#### Exercise
Below are some records. Return exactly the lines from the one with "in [SAMPLE_ZOOM_FLOOR, 1]." to the one with "for i in 0..samples", and nothing else.

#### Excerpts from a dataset
┌──

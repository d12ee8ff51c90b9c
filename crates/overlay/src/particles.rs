//! Flow particle field generation.
//!
//! Each processed tick rebuilds the entire field from scratch: primary
//! targets project a scale-dependent influence radius onto nearby road
//! segments, and segments inside that radius are sampled into green flow
//! particles plus a sparser white carrier wave. Particles carry no
//! identity; motion is an artifact of re-sampling with fresh jitter and a
//! time-dependent carrier phase.

use bevy::color::Color;
use bevy::math::DVec2;
use rand::Rng;

use engine::config::{
    CARRIER_EVERY, FADE_END, FADE_START, INFLUENCE_RADIUS, MAX_FIELD_POINTS, MAX_SEGMENT_SAMPLES,
    MAX_TARGETS, MIN_ACTIVE_ZOOM, SIZE_AREA_EXP, SIZE_AREA_REF, SIZE_FACTOR_MAX, SIZE_FACTOR_MIN,
    SIZE_HEIGHT_EXP, SIZE_HEIGHT_REF,
};
use engine::feature::MapFeature;
use engine::surface::{FlowPoint, PointCollection};

/// Samples per unit of (segment length x fade) at full zoom factor.
const SAMPLE_BASE: f64 = 40.0;

/// Floor of the zoom factor, so some particles survive at the activation
/// threshold.
const SAMPLE_ZOOM_FLOOR: f64 = 0.2;

/// Zoom span over which the sample density ramps from floor to full.
const SAMPLE_ZOOM_RANGE: f64 = 5.0;

/// Max random perpendicular spread of a green particle (degrees).
const GREEN_SPREAD: f64 = 0.0001;

/// Axis-aligned jitter amplitude of a green particle (degrees).
const GREEN_JITTER: f64 = 0.00004;

/// Base size of a green particle.
const GREEN_SIZE: f32 = 1.2;

/// Perpendicular amplitude of the carrier wave (degrees).
const CARRIER_AMPLITUDE: f64 = 0.00005;

/// Spatial frequency of the carrier wave along a segment, in half-turns.
const CARRIER_FREQUENCY: f64 = 4.0;

/// Phase speed of the carrier wave, radians per second.
const CARRIER_WAVE_SPEED: f64 = 2.0;

/// Cycle speed of the carrier drift, cycles per second.
const CARRIER_DRIFT_SPEED: f64 = 0.5;

/// Perpendicular amplitude of the carrier drift (degrees).
const CARRIER_DRIFT_AMPLITUDE: f64 = 0.00002;

/// Base size of a carrier particle.
const CARRIER_SIZE: f32 = 2.0;

/// Fixed opacity of carrier particles.
const CARRIER_OPACITY: f32 = 0.2;

/// A primary feature projected into the particle pass.
#[derive(Debug, Clone, Copy, PartialEq)]
pub struct FlowTarget {
    /// Coordinate-wise mean of the footprint ring.
    pub center: DVec2,
    /// Bounded power-law blend of height and area; scales the influence
    /// radius and the fade window.
    pub size_factor: f64,
}

impl FlowTarget {
    /// Build a target from a polygon feature. Lines and degenerate rings
    /// have no center and produce no target.
    pub fn from_feature(feature: &MapFeature) -> Option<Self> {
        Some(Self {
            center: feature.centroid()?,
            size_factor: size_factor(feature.height, feature.area()),
        })
    }
}

/// Combined size factor: taller and larger targets project further.
pub fn size_factor(height: f64, area: f64) -> f64 {
    let height_term = (height / SIZE_HEIGHT_REF).powf(SIZE_HEIGHT_EXP);
    let area_term = (area / SIZE_AREA_REF).powf(SIZE_AREA_EXP);
    (height_term + area_term).clamp(SIZE_FACTOR_MIN, SIZE_FACTOR_MAX)
}

/// Zoom-dependent sample density factor in [SAMPLE_ZOOM_FLOOR, 1].
fn zoom_factor(zoom: f64) -> f64 {
    ((zoom - MIN_ACTIVE_ZOOM) / SAMPLE_ZOOM_RANGE).max(SAMPLE_ZOOM_FLOOR)
}

/// Build the complete particle field for one tick.
///
/// `time_secs` drives the carrier phase; `rng` supplies the green-particle
/// jitter. Output is truncated at [`MAX_FIELD_POINTS`], scanning targets in
/// order, so frame cost stays bounded no matter how dense the viewport is.
pub fn generate_field(
    time_secs: f64,
    zoom: f64,
    targets: &[FlowTarget],
    roads: &[MapFeature],
    rng: &mut impl Rng,
) -> PointCollection {
    let mut field = PointCollection::default();
    let base_samples = (SAMPLE_BASE * zoom_factor(zoom)).floor();

    'targets: for target in targets.iter().take(MAX_TARGETS) {
        let influence = INFLUENCE_RADIUS * target.size_factor;
        let fade_start = FADE_START * target.size_factor;
        let fade_end = FADE_END * target.size_factor;

        for road in roads {
            let Some(points) = road.line_points() else {
                continue;
            };
            for pair in points.windows(2) {
                let (a, b) = (pair[0], pair[1]);
                let distance = a.distance(target.center);
                if distance >= influence {
                    continue;
                }

                // Unclamped on the near side: segments inside the fade
                // start get a mild boost above 1.
                let raw_fade = (distance - fade_start) / (fade_end - fade_start);
                let fade = (-raw_fade * 2.0).exp();

                let delta = b - a;
                let segment_length = delta.length();
                let perp = DVec2::new(-delta.y, delta.x);
                if perp.length() == 0.0 {
                    continue;
                }
                let perp = perp / perp.length();

                let samples = ((base_samples * segment_length * 1000.0 * (fade + 0.1)) as usize)
                    .min(MAX_SEGMENT_SAMPLES);

                for i in 0..samples {
                    if field.len() >= MAX_FIELD_POINTS {
                        break 'targets;
                    }
                    let t = i as f64 / samples as f64;
                    let on_road = a + delta * t;

                    let spread = rng.gen::<f64>() * GREEN_SPREAD * fade.sqrt();
                    let jitter = (rng.gen::<f64>() - 0.5) * GREEN_JITTER * fade;
                    field.points.push(FlowPoint {
                        position: on_road + perp * spread + DVec2::splat(jitter),
                        size: GREEN_SIZE * (fade as f32 + 0.1),
                        opacity: (0.9 * fade as f32).clamp(0.1, 0.9),
                        color: Color::srgba(
                            80.0 / 255.0,
                            220.0 / 255.0,
                            80.0 / 255.0,
                            (fade.powf(1.2) as f32).min(1.0),
                        ),
                    });

                    if i % CARRIER_EVERY == 0 {
                        let wave = CARRIER_AMPLITUDE
                            * (t * std::f64::consts::PI * CARRIER_FREQUENCY
                                + time_secs * CARRIER_WAVE_SPEED)
                                .sin();
                        let drift =
                            ((t + time_secs * CARRIER_DRIFT_SPEED).rem_euclid(1.0) - 0.5)
                                * CARRIER_DRIFT_AMPLITUDE;
                        for side in [-1.0, 1.0] {
                            if field.len() >= MAX_FIELD_POINTS {
                                break 'targets;
                            }
                            field.points.push(FlowPoint {
                                position: on_road + perp * (side * wave) + perp * drift,
                                size: CARRIER_SIZE * (fade as f32 + 0.1),
                                opacity: CARRIER_OPACITY,
                                color: Color::srgba(
                                    1.0,
                                    1.0,
                                    1.0,
                                    (fade.powf(1.1) as f32).min(1.0),
                                ),
                            });
                        }
                    }
                }
            }
        }
    }

    field
}

#[cfg(test)]
mod tests {
    use super::*;
    use rand::SeedableRng;
    use rand_chacha::ChaCha8Rng;

    fn square_target(center: DVec2, height: f64) -> FlowTarget {
        let half = 0.0001;
        let feature = MapFeature::polygon(
            1,
            vec![
                DVec2::new(center.x - half, center.y - half),
                DVec2::new(center.x + half, center.y - half),
                DVec2::new(center.x + half, center.y + half),
                DVec2::new(center.x - half, center.y + half),
            ],
        )
        .with_height(height);
        FlowTarget::from_feature(&feature).unwrap()
    }

    fn road_through(x0: f64, x1: f64, y: f64) -> MapFeature {
        MapFeature::line(2, vec![DVec2::new(x0, y), DVec2::new(x1, y)])
    }

    #[test]
    fn test_size_factor_bounds() {
        assert_eq!(size_factor(0.0, 0.0), SIZE_FACTOR_MIN);
        assert_eq!(size_factor(500.0, 100_000.0), SIZE_FACTOR_MAX);
        let mid = size_factor(40.0, 2000.0);
        assert!(mid > SIZE_FACTOR_MIN && mid < SIZE_FACTOR_MAX);
    }

    #[test]
    fn test_taller_targets_project_further() {
        assert!(size_factor(60.0, 0.0) > size_factor(20.0, 0.0));
    }

    #[test]
    fn test_road_inside_influence_produces_particles() {
        let target = square_target(DVec2::ZERO, 20.0);
        let roads = vec![road_through(-0.002, 0.002, 0.0005)];
        let mut rng = ChaCha8Rng::seed_from_u64(3);
        let field = generate_field(0.0, 15.0, &[target], &roads, &mut rng);
        assert!(!field.is_empty());
        assert!(field.len() <= MAX_FIELD_POINTS);
    }

    #[test]
    fn test_distant_road_produces_nothing() {
        let target = square_target(DVec2::ZERO, 20.0);
        let roads = vec![road_through(0.5, 0.6, 0.5)];
        let mut rng = ChaCha8Rng::seed_from_u64(3);
        let field = generate_field(0.0, 15.0, &[target], &roads, &mut rng);
        assert!(field.is_empty());
    }

    #[test]
    fn test_no_targets_or_roads_is_empty() {
        let mut rng = ChaCha8Rng::seed_from_u64(3);
        assert!(generate_field(0.0, 15.0, &[], &[], &mut rng).is_empty());
        let target = square_target(DVec2::ZERO, 20.0);
        assert!(generate_field(0.0, 15.0, &[target], &[], &mut rng).is_empty());
    }

    #[test]
    fn test_higher_zoom_samples_more_densely() {
        let target = square_target(DVec2::ZERO, 20.0);
        let roads = vec![road_through(-0.002, 0.002, 0.0005)];
        let mut rng = ChaCha8Rng::seed_from_u64(3);
        let low = generate_field(0.0, 13.5, &[target], &roads, &mut rng);
        let mut rng = ChaCha8Rng::seed_from_u64(3);
        let high = generate_field(0.0, 17.0, &[target], &roads, &mut rng);
        assert!(high.len() > low.len());
    }

    #[test]
    fn test_fade_dims_particles_with_distance() {
        let target = square_target(DVec2::ZERO, 20.0);
        let near = vec![road_through(-0.002, 0.002, 0.0004)];
        let far = vec![road_through(-0.002, 0.002, 0.004)];
        let max_opacity = |roads: &[MapFeature]| {
            let mut rng = ChaCha8Rng::seed_from_u64(9);
            generate_field(0.0, 15.0, &[target], roads, &mut rng)
                .points
                .iter()
                .map(|p| p.opacity)
                .fold(0.0f32, f32::max)
        };
        let near_max = max_opacity(&near);
        let far_max = max_opacity(&far);
        assert!(near_max > 0.0);
        assert!(far_max > 0.0);
        assert!(near_max > far_max);
    }

    #[test]
    fn test_carrier_particles_are_white_and_sparser() {
        let target = square_target(DVec2::ZERO, 20.0);
        let roads = vec![road_through(-0.002, 0.002, 0.0005)];
        let mut rng = ChaCha8Rng::seed_from_u64(3);
        let field = generate_field(1.5, 15.0, &[target], &roads, &mut rng);
        let carriers = field
            .points
            .iter()
            .filter(|p| p.opacity == CARRIER_OPACITY && p.size > GREEN_SIZE)
            .count();
        let greens = field.len() - carriers;
        assert!(carriers > 0);
        assert!(greens > carriers / 2);
    }

    #[test]
    fn test_carrier_phase_moves_with_time() {
        let target = square_target(DVec2::ZERO, 20.0);
        let roads = vec![road_through(-0.002, 0.002, 0.0005)];
        let field_at = |time: f64| {
            let mut rng = ChaCha8Rng::seed_from_u64(3);
            generate_field(time, 15.0, &[target], &roads, &mut rng)
        };
        let early = field_at(0.0);
        let late = field_at(0.7);
        assert_eq!(early.len(), late.len());
        assert_ne!(early, late);
    }

    #[test]
    fn test_field_respects_hard_cap() {
        // Many large targets over a dense grid of roads.
        let targets: Vec<FlowTarget> = (0..20)
            .map(|i| square_target(DVec2::new(i as f64 * 0.0001, 0.0), 120.0))
            .collect();
        let roads: Vec<MapFeature> = (0..40)
            .map(|i| road_through(-0.003, 0.003, i as f64 * 0.0001))
            .collect();
        let mut rng = ChaCha8Rng::seed_from_u64(3);
        let field = generate_field(0.0, 18.0, &targets, &roads, &mut rng);
        assert_eq!(field.len(), MAX_FIELD_POINTS);
    }
}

└──

#### Response for this exercise
/// Zoom-dependent sample density factor in [SAMPLE_ZOOM_FLOOR, 1].
fn zoom_factor(zoom: f64) -> f64 {
    ((zoom - MIN_ACTIVE_ZOOM) / SAMPLE_ZOOM_RANGE).max(SAMPLE_ZOOM_FLOOR)
}

/// Build the complete particle field for one tick.
///
/// `time_secs` drives the carrier phase; `rng` supplies the green-particle
/// jitter. Output is truncated at [`MAX_FIELD_POINTS`], scanning targets in
/// order, so frame cost stays bounded no matter how dense the viewport is.
pub fn generate_field(
    time_secs: f64,
    zoom: f64,
    targets: &[FlowTarget],
    roads: &[MapFeature],
    rng: &mut impl Rng,
) -> PointCollection {
    let mut field = PointCollection::default();
    let base_samples = (SAMPLE_BASE * zoom_factor(zoom)).floor();

    'targets: for target in targets.iter().take(MAX_TARGETS) {
        let influence = INFLUENCE_RADIUS * target.size_factor;
        let fade_start = FADE_START * target.size_factor;
        let fade_end = FADE_END * target.size_factor;

        for road in roads {
            let Some(points) = road.line_points() else {
                continue;
            };
            for pair in points.windows(2) {
                let (a, b) = (pair[0], pair[1]);
                let distance = a.distance(target.center);
                if distance >= influence {
                    continue;
                }

                // Unclamped on the near side: segments inside the fade
                // start get a mild boost above 1.
                let raw_fade = (distance - fade_start) / (fade_end - fade_start);
                let fade = (-raw_fade * 2.0).exp();

                let delta = b - a;
                let segment_length = delta.length();
                let perp = DVec2::new(-delta.y, delta.x);
                if perp.length() == 0.0 {
                    continue;
                }
                let perp = perp / perp.length();

                let samples = ((base_samples * segment_length * 1000.0 * (fade + 0.1)) as usize)
                    .min(MAX_SEGMENT_SAMPLES);

                for i in 0..samples {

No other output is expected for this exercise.